### Aim of the task
Work through the entries below and show every line in which "already" is found.

*** Extracted entries ***

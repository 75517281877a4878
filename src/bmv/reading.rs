//! # BMV Reading
//!
//! The subset of fields handed to downstream consumers.

use super::coercer::TypedReading;

/// One reading of the battery monitor
///
/// Fields the device did not report (sentinel) or that the model does not
/// have (starter battery voltage on a BMV 600) are `None`, never zero.
#[derive(Debug, Clone, Default, PartialEq, Eq)]
pub struct Reading {
    /// Main battery voltage in mV
    pub battery_voltage: Option<i64>,

    /// Starter battery voltage in mV (BMV 602 only)
    pub starter_battery_voltage: Option<i64>,

    /// Battery current in mA
    pub current: Option<i64>,

    /// Consumed energy in mAh
    pub consumed_energy: Option<i64>,

    /// State of charge in per mille
    pub state_of_charge: Option<i64>,

    /// Time to go in minutes
    pub time_to_go: Option<i64>,

    /// Alarm state ("ON" / "OFF")
    pub alarm: Option<String>,

    /// Relay state ("ON" / "OFF")
    pub relay: Option<String>,
}

impl Reading {
    /// Project typed fields onto a reading. Never fails.
    pub fn assemble(fields: &TypedReading) -> Self {
        let integer = |name: &str| fields.get(name).and_then(|value| value.as_integer());
        let text = |name: &str| {
            fields
                .get(name)
                .and_then(|value| value.as_text())
                .map(str::to_string)
        };

        Self {
            battery_voltage: integer("V"),
            starter_battery_voltage: integer("VS0"),
            current: integer("I"),
            consumed_energy: integer("CE"),
            state_of_charge: integer("SOC"),
            time_to_go: integer("TTG"),
            alarm: text("Alarm"),
            relay: text("Relay"),
        }
    }
}

#[cfg(test)]
mod tests {
    use super::*;
    use crate::bmv::coercer::FieldValue;

    #[test]
    fn test_assemble_projects_fields() {
        let mut fields = TypedReading::new();
        fields.insert("V", FieldValue::Integer(12500));
        fields.insert("VS0", FieldValue::Integer(12640));
        fields.insert("I", FieldValue::Integer(-230));
        fields.insert("CE", FieldValue::Integer(-1500));
        fields.insert("SOC", FieldValue::Integer(970));
        fields.insert("TTG", FieldValue::Integer(-1));
        fields.insert("Alarm", FieldValue::Text("OFF".into()));
        fields.insert("Relay", FieldValue::Text("ON".into()));
        fields.insert("H1", FieldValue::Integer(-102));

        let reading = Reading::assemble(&fields);
        assert_eq!(
            reading,
            Reading {
                battery_voltage: Some(12500),
                starter_battery_voltage: Some(12640),
                current: Some(-230),
                consumed_energy: Some(-1500),
                state_of_charge: Some(970),
                time_to_go: Some(-1),
                alarm: Some("OFF".into()),
                relay: Some("ON".into()),
            }
        );
    }

    #[test]
    fn test_missing_fields_are_none() {
        let mut fields = TypedReading::new();
        fields.insert("V", FieldValue::Integer(0));

        let reading = Reading::assemble(&fields);
        assert_eq!(reading.battery_voltage, Some(0));
        assert_eq!(reading.starter_battery_voltage, None);
        assert_eq!(reading.alarm, None);
    }

    #[test]
    fn test_sentinel_fields_are_none() {
        let mut fields = TypedReading::new();
        fields.insert("TTG", FieldValue::Absent);
        fields.insert("Alarm", FieldValue::Absent);

        let reading = Reading::assemble(&fields);
        assert_eq!(reading.time_to_go, None);
        assert_eq!(reading.alarm, None);
    }

    #[test]
    fn test_empty_mapping() {
        assert_eq!(Reading::assemble(&TypedReading::new()), Reading::default());
    }
}
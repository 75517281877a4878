//! # VE.Direct Text Checksum
//!
//! The BMV text protocol protects each half-frame with a single byte chosen so
//! that the sum of every byte in the half-frame, delimiters and the checksum
//! byte included, is 0 modulo 256.

/// Running modulo-256 byte sum
#[derive(Debug, Clone, Copy, Default, PartialEq, Eq)]
pub struct RunningChecksum {
    sum: u8,
}

impl RunningChecksum {
    pub fn new() -> Self {
        Self::default()
    }

    /// Start from a pre-computed sum
    pub fn seeded(bytes: &[u8]) -> Self {
        Self { sum: checksum(bytes) }
    }

    pub fn add(&mut self, byte: u8) {
        self.sum = self.sum.wrapping_add(byte);
    }

    pub fn sum(&self) -> u8 {
        self.sum
    }

    /// True when the bytes seen so far sum to 0 modulo 256
    pub fn is_valid(&self) -> bool {
        self.sum == 0
    }

    pub fn reset(&mut self) {
        self.sum = 0;
    }
}

/// Sum of `data` modulo 256
///
/// # Examples
///
/// ```
/// use bmv_reader::bmv::checksum::checksum;
///
/// assert_eq!(checksum(&[0xFF, 0x02]), 0x01);
/// ```
pub fn checksum(data: &[u8]) -> u8 {
    data.iter().fold(0u8, |sum, &byte| sum.wrapping_add(byte))
}

/// Byte that brings the sum of `data` to 0 modulo 256
pub fn checksum_complement(data: &[u8]) -> u8 {
    checksum(data).wrapping_neg()
}
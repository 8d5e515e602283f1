//! Fractal unfolding: iterate L1 → L2C → L1 … and read the W trajectory.
//!
//! Each step feeds the previous L2C back in as L1. The sequence stops after
//! [`MAX_STEPS`] values or at the first code the engine rejects; an early stop
//! is a termination condition, not an error.

use crate::config::EncoderConfig;
use crate::metrics::Encoding;
use serde::{Deserialize, Serialize};

/// Maximum number of W values produced.
pub const MAX_STEPS: usize = 12;

pub const INHALE: char = '●';
pub const EXHALE: char = '○';
pub const TERMINAL: char = '→';

/// Interpretation of the inhale/exhale ratio.
#[derive(Clone, Copy, Debug, PartialEq, Eq, Serialize, Deserialize)]
pub enum Unfolding {
    /// ratio > 1.05
    Expands,
    /// ratio < 0.95
    Stabilizes,
    Equilibrium,
    /// The first step was already rejected.
    OutOfRange,
}

impl Unfolding {
    fn from_ratio(ratio: f64) -> Self {
        if ratio > 1.05 {
            Unfolding::Expands
        } else if ratio < 0.95 {
            Unfolding::Stabilizes
        } else {
            Unfolding::Equilibrium
        }
    }

    pub fn tag(self) -> &'static str {
        match self {
            Unfolding::Expands => "expands",
            Unfolding::Stabilizes => "stabilizes",
            Unfolding::Equilibrium => "equilibrium",
            Unfolding::OutOfRange => "out_of_range",
        }
    }

    pub fn describe(self) -> &'static str {
        match self {
            Unfolding::Expands => "слово раскрывается",
            Unfolding::Stabilizes => "слово стабилизирует поле",
            Unfolding::Equilibrium => "слово в равновесии",
            Unfolding::OutOfRange => "out_of_range",
        }
    }
}

/// Result of [`unfold`].
#[derive(Clone, Debug, PartialEq, Serialize, Deserialize)]
pub struct FractalPattern {
    /// One symbol per consecutive pair plus the terminal arrow; empty for the
    /// out-of-range sentinel.
    pub pattern: String,
    pub inhale: usize,
    pub exhale: usize,
    /// inhale / exhale; +∞ when only inhales, 1.0 for a single point,
    /// 0.0 for the sentinel.
    pub ratio: f64,
    pub interpretation: Unfolding,
    pub w_values: Vec<f64>,
}

impl FractalPattern {
    fn out_of_range() -> Self {
        FractalPattern {
            pattern: String::new(),
            inhale: 0,
            exhale: 0,
            ratio: 0.0,
            interpretation: Unfolding::OutOfRange,
            w_values: Vec::new(),
        }
    }

    pub fn is_sentinel(&self) -> bool {
        self.interpretation == Unfolding::OutOfRange
    }
}

/// W trajectory starting at `l1`.
pub fn w_sequence(l1: i64, config: &EncoderConfig) -> Vec<f64> {
    let mut w_values = Vec::with_capacity(MAX_STEPS);
    let mut current = l1;
    for _ in 0..MAX_STEPS {
        let Ok(step) = Encoding::compute(current, config) else {
            break;
        };
        w_values.push(step.metrics.w);
        current = i64::from(step.l2c());
    }
    w_values
}

/// Unfold `l1` and classify the breathing pattern of its W sequence.
///
/// # Examples
///
/// ```
/// use kryon_encoder::config::EncoderConfig;
/// use kryon_encoder::fractal::{unfold, MAX_STEPS};
///
/// let cfg = EncoderConfig::default();
/// let f = unfold(100, &cfg);
/// assert_eq!(f.w_values.len(), MAX_STEPS);
/// assert_eq!(f.inhale + f.exhale, MAX_STEPS - 1);
/// assert!(f.pattern.ends_with('→'));
///
/// assert!(unfold(-5, &cfg).is_sentinel());
/// ```
pub fn unfold(l1: i64, config: &EncoderConfig) -> FractalPattern {
    let w_values = w_sequence(l1, config);
    if w_values.is_empty() {
        return FractalPattern::out_of_range();
    }

    let mut pattern = String::with_capacity(w_values.len() * 3);
    let (mut inhale, mut exhale) = (0usize, 0usize);
    for pair in w_values.windows(2) {
        if pair[1] > pair[0] {
            pattern.push(INHALE);
            inhale += 1;
        } else {
            pattern.push(EXHALE);
            exhale += 1;
        }
    }
    pattern.push(TERMINAL);

    let ratio = if exhale == 0 {
        if inhale > 0 {
            f64::INFINITY
        } else {
            1.0
        }
    } else {
        inhale as f64 / exhale as f64
    };

    FractalPattern {
        pattern,
        inhale,
        exhale,
        ratio,
        interpretation: Unfolding::from_ratio(ratio),
        w_values,
    }
}

#[cfg(test)]
mod tests {
    use super::*;

    #[test]
    fn full_length_for_in_range_start() {
        let cfg = EncoderConfig::default();
        for l1 in [1, 7, 55, 999, 12_345, 999_999] {
            let f = unfold(l1, &cfg);
            assert_eq!(f.w_values.len(), MAX_STEPS, "l1 = {l1}");
            assert_eq!(f.pattern.chars().count(), MAX_STEPS);
            assert_eq!(f.inhale + f.exhale, MAX_STEPS - 1);
        }
    }

    #[test]
    fn sentinel_for_rejected_start() {
        let cfg = EncoderConfig::default();
        for l1 in [-1, 0, 1_000_000] {
            let f = unfold(l1, &cfg);
            assert!(f.is_sentinel());
            assert!(f.pattern.is_empty());
            assert_eq!((f.inhale, f.exhale), (0, 0));
            assert_eq!(f.ratio, 0.0);
            assert_eq!(f.interpretation.tag(), "out_of_range");
        }
    }

    #[test]
    fn interpretation_thresholds() {
        assert_eq!(Unfolding::from_ratio(f64::INFINITY), Unfolding::Expands);
        assert_eq!(Unfolding::from_ratio(1.06), Unfolding::Expands);
        assert_eq!(Unfolding::from_ratio(1.05), Unfolding::Equilibrium);
        assert_eq!(Unfolding::from_ratio(1.0), Unfolding::Equilibrium);
        assert_eq!(Unfolding::from_ratio(0.95), Unfolding::Equilibrium);
        assert_eq!(Unfolding::from_ratio(0.5), Unfolding::Stabilizes);
    }

    #[test]
    fn ratio_matches_counts() {
        let cfg = EncoderConfig::default();
        let f = unfold(2024, &cfg);
        if f.exhale > 0 {
            assert_eq!(f.ratio, f.inhale as f64 / f.exhale as f64);
        } else {
            assert!(f.ratio.is_infinite());
        }
    }
}
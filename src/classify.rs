//! Classification on top of the metrics: W clusters, archetype resonance,
//! composite Q / FII scores and the initial-impulse type of the first letter.
//!
//! Two W partitions exist and are deliberately kept apart:
//! [`cluster_by_w`] (four bins, drives reports and advice) and
//! [`diagnostic_cluster`] (five bins with `rt2`, used only for library
//! quality summaries). They disagree on e.g. W = 1.3 (`phi` vs `rt2`) and on
//! W < 1 (`pi` vs `phi`).

use serde::{Deserialize, Serialize};

// ============================================================================
// Clusters
// ============================================================================

/// Four-bin W cluster.
#[derive(Clone, Copy, Debug, PartialEq, Eq, Hash, Serialize, Deserialize)]
pub enum Cluster {
    #[serde(rename = "phi")]
    Phi,
    #[serde(rename = "e")]
    E,
    #[serde(rename = "e-pi")]
    EPi,
    #[serde(rename = "pi")]
    Pi,
}

impl Cluster {
    pub fn code(self) -> &'static str {
        match self {
            Cluster::Phi => "phi",
            Cluster::E => "e",
            Cluster::EPi => "e-pi",
            Cluster::Pi => "pi",
        }
    }

    /// Short display label.
    pub fn label(self) -> &'static str {
        match self {
            Cluster::Phi => "φ-ядро",
            Cluster::E => "e",
            Cluster::EPi => "e–π",
            Cluster::Pi => "π",
        }
    }

    /// Fixed advice string for the cluster.
    pub fn advice(self) -> &'static str {
        match self {
            Cluster::Phi => "Гармония и стабильность. Совет: добавить e-слово (движение).",
            Cluster::E => "Рост и импульс. Совет: добавить φ-слово (покой).",
            Cluster::EPi => "Прорыв, интенсивность. Совет: внести равновесие φ или √2.",
            Cluster::Pi => "Турбулентность. Совет: успокоить через φ и Z.",
        }
    }

    /// Longer guidance on which words to combine with.
    pub fn guidance(self) -> &'static str {
        match self {
            Cluster::Phi => {
                "Добавь e-слова (ПУТЬ, ДВИЖЕНИЕ, ПРОЦЕСС). Для углубления — √2-слова (ЗЕРКАЛО, ОТРАЖЕНИЕ)."
            }
            Cluster::E => "Дополни φ-словами (СПОКОЙ, РАВНОВЕСИЕ)…",
            Cluster::EPi => "Сильный всплеск. Соедини с φ/√2, чтобы не увести в турбулентность…",
            Cluster::Pi => {
                "Снизь напряжение через φ и повышение Z: комбинации со словами покоя/симметрии…"
            }
        }
    }
}

/// Four-bin partition: [1.0, 1.6) phi, [1.6, 2.7) e, [2.7, 3.2) e-pi,
/// everything else (W ≥ 3.2, and also W < 1.0) pi.
pub fn cluster_by_w(w: f64) -> Cluster {
    if (1.0..1.6).contains(&w) {
        Cluster::Phi
    } else if (1.6..2.7).contains(&w) {
        Cluster::E
    } else if (2.7..3.2).contains(&w) {
        Cluster::EPi
    } else {
        Cluster::Pi
    }
}

/// Five-bin diagnostic cluster.
#[derive(Clone, Copy, Debug, PartialEq, Eq, Hash, PartialOrd, Ord, Serialize, Deserialize)]
pub enum DiagnosticCluster {
    #[serde(rename = "phi")]
    Phi,
    #[serde(rename = "e")]
    E,
    #[serde(rename = "e-pi")]
    EPi,
    #[serde(rename = "pi")]
    Pi,
    #[serde(rename = "rt2")]
    Rt2,
}

impl DiagnosticCluster {
    pub const ALL: [DiagnosticCluster; 5] = [
        DiagnosticCluster::Phi,
        DiagnosticCluster::E,
        DiagnosticCluster::EPi,
        DiagnosticCluster::Pi,
        DiagnosticCluster::Rt2,
    ];

    pub fn code(self) -> &'static str {
        match self {
            DiagnosticCluster::Phi => "phi",
            DiagnosticCluster::E => "e",
            DiagnosticCluster::EPi => "e-pi",
            DiagnosticCluster::Pi => "pi",
            DiagnosticCluster::Rt2 => "rt2",
        }
    }

    pub fn from_code(code: &str) -> Option<Self> {
        Self::ALL.into_iter().find(|c| c.code() == code)
    }
}

/// Five-bin partition: [1.214, 1.614] rt2 is checked first, then the four
/// regular bins; W < 1.0 lands in phi.
pub fn diagnostic_cluster(w: f64) -> DiagnosticCluster {
    if (1.214..=1.614).contains(&w) {
        DiagnosticCluster::Rt2
    } else if (1.0..1.6).contains(&w) {
        DiagnosticCluster::Phi
    } else if (1.6..2.7).contains(&w) {
        DiagnosticCluster::E
    } else if (2.7..3.2).contains(&w) {
        DiagnosticCluster::EPi
    } else if w >= 3.2 {
        DiagnosticCluster::Pi
    } else {
        DiagnosticCluster::Phi
    }
}

// ============================================================================
// Resonance
// ============================================================================

/// Archetype constants, in canonical order.
#[derive(Clone, Copy, Debug, PartialEq, Eq, PartialOrd, Ord, Hash, Serialize, Deserialize)]
pub enum Archetype {
    #[serde(rename = "phi")]
    Phi,
    #[serde(rename = "e")]
    E,
    #[serde(rename = "pi")]
    Pi,
    #[serde(rename = "rt2")]
    Rt2,
}

impl Archetype {
    pub const ALL: [Archetype; 4] = [Archetype::Phi, Archetype::E, Archetype::Pi, Archetype::Rt2];

    pub fn target(self) -> f64 {
        match self {
            Archetype::Phi => 1.618,
            Archetype::E => 2.718,
            Archetype::Pi => 3.142,
            Archetype::Rt2 => 1.414,
        }
    }

    pub fn symbol(self) -> &'static str {
        match self {
            Archetype::Phi => "φ",
            Archetype::E => "e",
            Archetype::Pi => "π",
            Archetype::Rt2 => "√2",
        }
    }

    /// Similarity of W to this archetype: exp(−|W − target|).
    pub fn score(self, w: f64) -> f64 {
        (-(w - self.target()).abs()).exp()
    }
}

/// Display name, English and Russian description of an archetype pair.
/// Both arguments must be in canonical order.
fn pair_labels(a: Archetype, b: Archetype) -> (&'static str, &'static str, &'static str) {
    use Archetype::*;
    match (a, b) {
        (Phi, Rt2) => (
            "φ–√2",
            "Harmony ↔ Duality",
            "Единство через различие — гармония, рождающаяся из двух полюсов.",
        ),
        (Phi, E) => ("φ–e", "Harmony ↔ Growth", "Переход гармонии в движение"),
        (E, Pi) => ("e–π", "Growth ↔ Cycle", "Прорыв и кульминация"),
        (Pi, Rt2) => ("π–√2", "Cycle ↔ Transition", "Завершение и тишина"),
        (Phi, Pi) => ("φ–π", "Harmony ↔ Cycle", "Покой и полнота"),
        (E, Rt2) => ("e–√2", "Growth ↔ Threshold", "Метаморфоза"),
        _ => ("", "", ""),
    }
}

/// The two strongest archetypes for a W value.
#[derive(Clone, Debug, PartialEq, Serialize, Deserialize)]
pub struct ResonancePair {
    /// Canonically ordered pair; always present.
    pub archetypes: (Archetype, Archetype),
    /// Display code, empty when below threshold.
    pub code: String,
    pub en: String,
    pub ru: String,
    /// sqrt(R_k1 · R_k2), reported even below threshold.
    pub strength: f64,
}

impl ResonancePair {
    pub fn is_named(&self) -> bool {
        !self.code.is_empty()
    }
}

/// Pick the top two archetypes by score and name the pair.
///
/// Ties keep canonical order (φ, e, π, √2). A pair whose strength is below
/// `threshold` keeps its strength but loses its labels.
pub fn resonance_pair(w: f64, threshold: f64) -> ResonancePair {
    let mut scored: Vec<(Archetype, f64)> =
        Archetype::ALL.iter().map(|&a| (a, a.score(w))).collect();
    // stable: equal scores stay in canonical order
    scored.sort_by(|a, b| b.1.partial_cmp(&a.1).unwrap_or(std::cmp::Ordering::Equal));
    let (k1, v1) = scored[0];
    let (k2, v2) = scored[1];
    let (a, b) = if k1 <= k2 { (k1, k2) } else { (k2, k1) };
    let strength = (v1 * v2).sqrt();

    if strength < threshold {
        return ResonancePair {
            archetypes: (a, b),
            code: String::new(),
            en: String::new(),
            ru: String::new(),
            strength,
        };
    }
    let (code, en, ru) = pair_labels(a, b);
    ResonancePair {
        archetypes: (a, b),
        code: code.to_string(),
        en: en.to_string(),
        ru: ru.to_string(),
        strength,
    }
}

/// All four archetype scores plus the strongest one.
#[derive(Clone, Debug, PartialEq, Serialize, Deserialize)]
pub struct ResonanceSpace {
    pub r_phi: f64,
    pub r_e: f64,
    pub r_pi: f64,
    pub r_rt2: f64,
    pub max: Archetype,
    pub max_value: f64,
}

pub fn resonance_space(w: f64) -> ResonanceSpace {
    let mut max = Archetype::Phi;
    let mut max_value = Archetype::Phi.score(w);
    for a in &Archetype::ALL[1..] {
        let v = a.score(w);
        if v > max_value {
            max = *a;
            max_value = v;
        }
    }
    ResonanceSpace {
        r_phi: Archetype::Phi.score(w),
        r_e: Archetype::E.score(w),
        r_pi: Archetype::Pi.score(w),
        r_rt2: Archetype::Rt2.score(w),
        max,
        max_value,
    }
}

// ============================================================================
// Composite scores
// ============================================================================

/// Q: mean of Z, C and Hm.
pub fn q_total(z: f64, c: f64, hm: f64) -> f64 {
    (z + c + hm) / 3.0
}

/// FII: affine combination of Z, Q, C, Hm rescaled to roughly [−10, 10].
pub fn fii(z: f64, q: f64, c: f64, hm: f64) -> f64 {
    10.0 * (0.4 * z + 0.3 * q + 0.2 * c + 0.1 * hm - 0.5)
}

/// Five FII categories split at −6, −2, 2 and 6.
#[derive(Clone, Copy, Debug, PartialEq, Eq, Serialize, Deserialize)]
pub enum FiiCategory {
    Destroyer,
    Dissipator,
    Neutral,
    Harmonizer,
    Resonator,
}

impl FiiCategory {
    /// `fii ≤ −6`, `≤ −2`, `< 2`, `< 6`, else.
    pub fn from_fii(fii: f64) -> Self {
        if fii <= -6.0 {
            FiiCategory::Destroyer
        } else if fii <= -2.0 {
            FiiCategory::Dissipator
        } else if fii < 2.0 {
            FiiCategory::Neutral
        } else if fii < 6.0 {
            FiiCategory::Harmonizer
        } else {
            FiiCategory::Resonator
        }
    }

    pub fn label(self) -> &'static str {
        match self {
            FiiCategory::Destroyer => "Разрушитель",
            FiiCategory::Dissipator => "Ослабитель",
            FiiCategory::Neutral => "Нейтральное",
            FiiCategory::Harmonizer => "Гармонизатор",
            FiiCategory::Resonator => "Резонатор",
        }
    }

    pub fn description(self) -> &'static str {
        match self {
            FiiCategory::Destroyer => "создаёт напряжение, дестабилизирует поле",
            FiiCategory::Dissipator => "рассеивает энергию, снижает фокус",
            FiiCategory::Neutral => "сбалансированное, не влияет заметно",
            FiiCategory::Harmonizer => "усиливает гармонию и согласие",
            FiiCategory::Resonator => "максимально усиливает поле, световой пик",
        }
    }
}

const BAR_FILLED: char = '▰';
const BAR_EMPTY: char = '▱';

fn bar(filled: usize, length: usize) -> String {
    let filled = filled.min(length);
    std::iter::repeat(BAR_FILLED)
        .take(filled)
        .chain(std::iter::repeat(BAR_EMPTY).take(length - filled))
        .collect()
}

fn round_cells(x: f64, length: usize) -> usize {
    x.round_ties_even().clamp(0.0, length as f64) as usize
}

/// Ten-cell bar for a value in [0, 1].
pub fn metric_bar(value: f64) -> String {
    bar(round_cells(value.clamp(0.0, 1.0) * 10.0, 10), 10)
}

/// Ten-cell bar for Q.
pub fn q_bar(q: f64) -> String {
    bar(round_cells(q * 10.0, 10), 10)
}

/// Ten-cell bar for FII, one cell per two points above −10.
pub fn fii_bar(fii: f64) -> String {
    bar(round_cells((fii + 10.0) / 2.0, 10), 10)
}

// ============================================================================
// Initial impulse
// ============================================================================

/// Type of the first letter's code.
#[derive(Clone, Copy, Debug, PartialEq, Eq, Serialize, Deserialize)]
pub enum ImpulseKind {
    Active,
    Harmonic,
    Transitional,
    Turbulent,
    Inverse,
    Undefined,
}

/// (type, action, phase) triple for the first letter.
#[derive(Clone, Copy, Debug, PartialEq, Eq, Serialize)]
pub struct InitialImpulse {
    pub kind: ImpulseKind,
    pub type_name: Option<&'static str>,
    pub action: Option<&'static str>,
    pub phase: Option<&'static str>,
}

impl InitialImpulse {
    const UNDEFINED: InitialImpulse = InitialImpulse {
        kind: ImpulseKind::Undefined,
        type_name: None,
        action: None,
        phase: None,
    };

    fn new(
        kind: ImpulseKind,
        type_name: &'static str,
        action: &'static str,
        phase: &'static str,
    ) -> Self {
        InitialImpulse {
            kind,
            type_name: Some(type_name),
            action: Some(action),
            phase: Some(phase),
        }
    }
}

/// Bucket a first-letter code into [1,7], [8,16], [17,22], [23,25], [26,33].
/// Zero, missing or larger values are `Undefined`.
pub fn classify_initial(value: Option<u32>) -> InitialImpulse {
    match value {
        Some(1..=7) => {
            InitialImpulse::new(ImpulseKind::Active, "Активная", "импульс наружу", "запуск")
        }
        Some(8..=16) => InitialImpulse::new(
            ImpulseKind::Harmonic,
            "Гармоничная",
            "равновесие",
            "стабилизация",
        ),
        Some(17..=22) => {
            InitialImpulse::new(ImpulseKind::Transitional, "Переходная", "сдвиг", "адаптация")
        }
        Some(23..=25) => {
            InitialImpulse::new(ImpulseKind::Turbulent, "Турбулентная", "напряжение", "пик")
        }
        Some(26..=33) => InitialImpulse::new(
            ImpulseKind::Inverse,
            "Инверсная",
            "внутренняя работа",
            "возврат к ядру",
        ),
        _ => InitialImpulse::UNDEFINED,
    }
}
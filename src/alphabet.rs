//! Kryon-33 alphabet: the fixed letter → rank table and the code mapper.
//!
//! Every Cyrillic capital letter maps to its 1-based position in the
//! 33-letter alphabet (Ё sits between Е and Ж; Ь, Ы, Ъ follow Щ in that order).

use crate::error::{EncoderError, Result};

/// Number of letters in the alphabet.
pub const ALPHABET_SIZE: usize = 33;

/// Letters in rank order; the rank of `KRYON_LETTERS[i]` is `i + 1`.
pub const KRYON_LETTERS: [char; ALPHABET_SIZE] = [
    'А', 'Б', 'В', 'Г', 'Д', 'Е', 'Ё', 'Ж', 'З', 'И', 'Й', 'К', 'Л', 'М', 'Н', 'О', 'П', 'Р', 'С',
    'Т', 'У', 'Ф', 'Х', 'Ц', 'Ч', 'Ш', 'Щ', 'Ь', 'Ы', 'Ъ', 'Э', 'Ю', 'Я',
];

/// Rank (1..=33) of an uppercase alphabet letter, `None` for anything else.
///
/// # Examples
///
/// ```
/// use kryon_encoder::alphabet::letter_value;
///
/// assert_eq!(letter_value('А'), Some(1));
/// assert_eq!(letter_value('Ё'), Some(7));
/// assert_eq!(letter_value('Я'), Some(33));
/// assert_eq!(letter_value('a'), None);
/// ```
pub fn letter_value(ch: char) -> Option<u32> {
    KRYON_LETTERS
        .iter()
        .position(|&letter| letter == ch)
        .map(|idx| idx as u32 + 1)
}

/// Uppercase the input and drop every character outside the alphabet.
///
/// Total for all unicode input: foreign characters are silently removed.
pub fn normalize(text: &str) -> String {
    text.chars()
        .flat_map(char::to_uppercase)
        .filter(|ch| letter_value(*ch).is_some())
        .collect()
}

/// Sum of letter ranks over an already-normalized string.
///
/// Saturates at `u32::MAX` instead of wrapping; any such code is far past
/// the speller range and ends up as out-of-range downstream.
pub fn code_of(normalized: &str) -> u32 {
    saturating_sum(normalized.chars().filter_map(letter_value))
}

fn saturating_sum(values: impl IntoIterator<Item = u32>) -> u32 {
    values.into_iter().fold(0, u32::saturating_add)
}

/// Normalize `text` and compute its code.
///
/// Fails with [`EncoderError::NoLetters`] when nothing survives
/// normalization; a code of zero is never returned.
///
/// # Examples
///
/// ```
/// use kryon_encoder::alphabet::encode;
///
/// let (norm, code) = encode("свет!").unwrap();
/// assert_eq!(norm, "СВЕТ");
/// assert_eq!(code, 19 + 3 + 6 + 20);
/// assert!(encode("hello 123").is_err());
/// ```
pub fn encode(text: &str) -> Result<(String, u32)> {
    let normalized = normalize(text);
    if normalized.is_empty() {
        return Err(EncoderError::NoLetters);
    }
    let code = code_of(&normalized);
    Ok((normalized, code))
}

/// Code of the first letter of a normalized word, if any.
pub fn first_letter_value(normalized: &str) -> Option<(char, u32)> {
    let first = normalized.chars().next()?;
    letter_value(first).map(|v| (first, v))
}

*** End of Extracted entries ***

### Response below
    /// The first step was already rejected.
/// Sum of letter ranks over an already-normalized string.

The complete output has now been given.